About this exercise:
Lines below containing the word "bool" should be copied out.

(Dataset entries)
= Beginning of Section =
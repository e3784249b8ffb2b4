//! StabilityBuilder - runs the whole stability overview build
//!
//! Load `all.json`, collect rows, render Markdown and HTML, then splice the
//! Markdown page, the HTML page and the JSON page in that order.

use crate::config::StabilityConfig;
use crate::diagnostics::{StabilityError, StabilityResult};
use crate::docgen::MarkdownTableRenderer;
use crate::html::HtmlRenderer;
use crate::module::ModuleIndex;
use crate::splice::{Markers, SpliceOutcome, Splicer, TargetKind, TargetReport};
use crate::stability::{collect_stability, LinkRewrite, StabilityRow};
use std::fs;
use std::path::{Path, PathBuf};

/// Result of a stability build
#[derive(Debug, Clone)]
pub struct BuildOutput {
    /// Rows of the rendered table, in table order
    pub rows: Vec<StabilityRow>,
    /// Rendered Markdown table
    pub markdown: String,
    /// Rendered HTML table
    pub html: String,
    /// One report per spliced page, in splice order
    pub targets: Vec<TargetReport>,
    /// Row dump, when written
    pub stability_json: Option<PathBuf>,
    /// Whether files were left untouched on purpose
    pub dry_run: bool,
}

impl BuildOutput {
    /// Pages whose slot was replaced
    pub fn updated(&self) -> impl Iterator<Item = &TargetReport> {
        self.targets
            .iter()
            .filter(|t| t.outcome == SpliceOutcome::Updated)
    }

    /// Pages without a slot
    pub fn missing_markers(&self) -> impl Iterator<Item = &TargetReport> {
        self.targets
            .iter()
            .filter(|t| t.outcome == SpliceOutcome::MarkersNotFound)
    }
}

/// Builder for configuring the stability build
///
/// # Example
///
/// ```no_run
/// use stability_etch::StabilityBuilder;
///
/// let output = StabilityBuilder::new("out/doc/api")
///     .strict(true)
///     .build()
///     .expect("Failed to update stability overview");
/// println!("{} modules", output.rows.len());
/// ```
#[derive(Debug, Clone)]
pub struct StabilityBuilder {
    /// Configuration for the run
    pub config: StabilityConfig,
    /// Table renderer
    pub table: MarkdownTableRenderer,
}

impl StabilityBuilder {
    /// Create a builder for a documentation output directory
    pub fn new(source_dir: impl Into<PathBuf>) -> Self {
        let config = StabilityConfig {
            source_dir: source_dir.into(),
            ..StabilityConfig::default()
        };
        Self::from_config(config)
    }

    /// Create a builder from a full configuration
    pub fn from_config(config: StabilityConfig) -> Self {
        Self {
            config,
            table: MarkdownTableRenderer::new(),
        }
    }

    /// Set the documentation output directory
    pub fn source_dir(mut self, dir: impl Into<PathBuf>) -> Self {
        self.config.source_dir = dir.into();
        self
    }

    /// Set the slot markers
    pub fn markers(mut self, markers: Markers) -> Self {
        self.config.markers = markers;
        self
    }

    /// Set the link rewriting rules
    pub fn link_rewrite(mut self, links: LinkRewrite) -> Self {
        self.config.links = links;
        self
    }

    /// Fail when a page has no slot
    pub fn strict(mut self, strict: bool) -> Self {
        self.config.strict = strict;
        self
    }

    /// Also write `stability.json`
    pub fn emit_stability_json(mut self, emit: bool) -> Self {
        self.config.emit_stability_json = emit;
        self
    }

    /// Compute everything but write nothing
    pub fn dry_run(mut self, dry_run: bool) -> Self {
        self.config.dry_run = dry_run;
        self
    }

    /// Set the table renderer
    pub fn table_renderer(mut self, table: MarkdownTableRenderer) -> Self {
        self.table = table;
        self
    }

    /// Run the build
    pub fn build(self) -> StabilityResult<BuildOutput> {
        self.config.validate()?;

        let index = ModuleIndex::load(self.config.input_path())?;
        self.build_from_index(&index)
    }

    /// Run the build on an already loaded module document
    pub fn build_from_index(&self, index: &ModuleIndex) -> StabilityResult<BuildOutput> {
        let config = &self.config;
        config.validate()?;

        let rows = collect_stability(&index.modules, &config.links);
        tracing::info!(
            "Collected {} stability rows from {} modules",
            rows.len(),
            index.modules.len()
        );

        let markdown = self.table.render(&rows);
        let html = HtmlRenderer::new().render(&markdown)?;

        let splicer = Splicer::new(&config.markers)?
            .strict(config.strict)
            .dry_run(config.dry_run);
        let markers = &config.markers;

        let jobs = [
            (
                TargetKind::Markdown,
                config.markdown_path(),
                markers.wrap(&format!("\n{}\n", markdown)),
            ),
            (TargetKind::Html, config.html_path(), markers.wrap(&html)),
            (TargetKind::Json, config.json_path(), markers.wrap(&html)),
        ];

        let mut targets = Vec::with_capacity(jobs.len());
        for (kind, path, replacement) in jobs {
            let outcome = splicer.splice(kind, &path, &replacement)?;
            targets.push(TargetReport {
                kind,
                path,
                outcome,
            });
        }

        let stability_json = if config.emit_stability_json {
            let path = config.stability_json_path();
            if !config.dry_run {
                write_stability_json(&path, &rows)?;
            }
            Some(path)
        } else {
            None
        };

        Ok(BuildOutput {
            rows,
            markdown,
            html,
            targets,
            stability_json,
            dry_run: config.dry_run,
        })
    }
}

/// Write rows as a pretty-printed JSON array
pub fn write_stability_json(path: &Path, rows: &[StabilityRow]) -> StabilityResult<()> {
    let mut json = serde_json::to_string_pretty(rows)?;
    json.push('\n');
    fs::write(path, json).map_err(|e| StabilityError::file_io(path, e))?;
    tracing::info!("Wrote {}", path.display());
    Ok(())
}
= End of Section =
Response to the exercise:
    pub dry_run: bool,
    pub fn strict(mut self, strict: bool) -> Self {
    pub fn emit_stability_json(mut self, emit: bool) -> Self {
    pub fn dry_run(mut self, dry_run: bool) -> Self {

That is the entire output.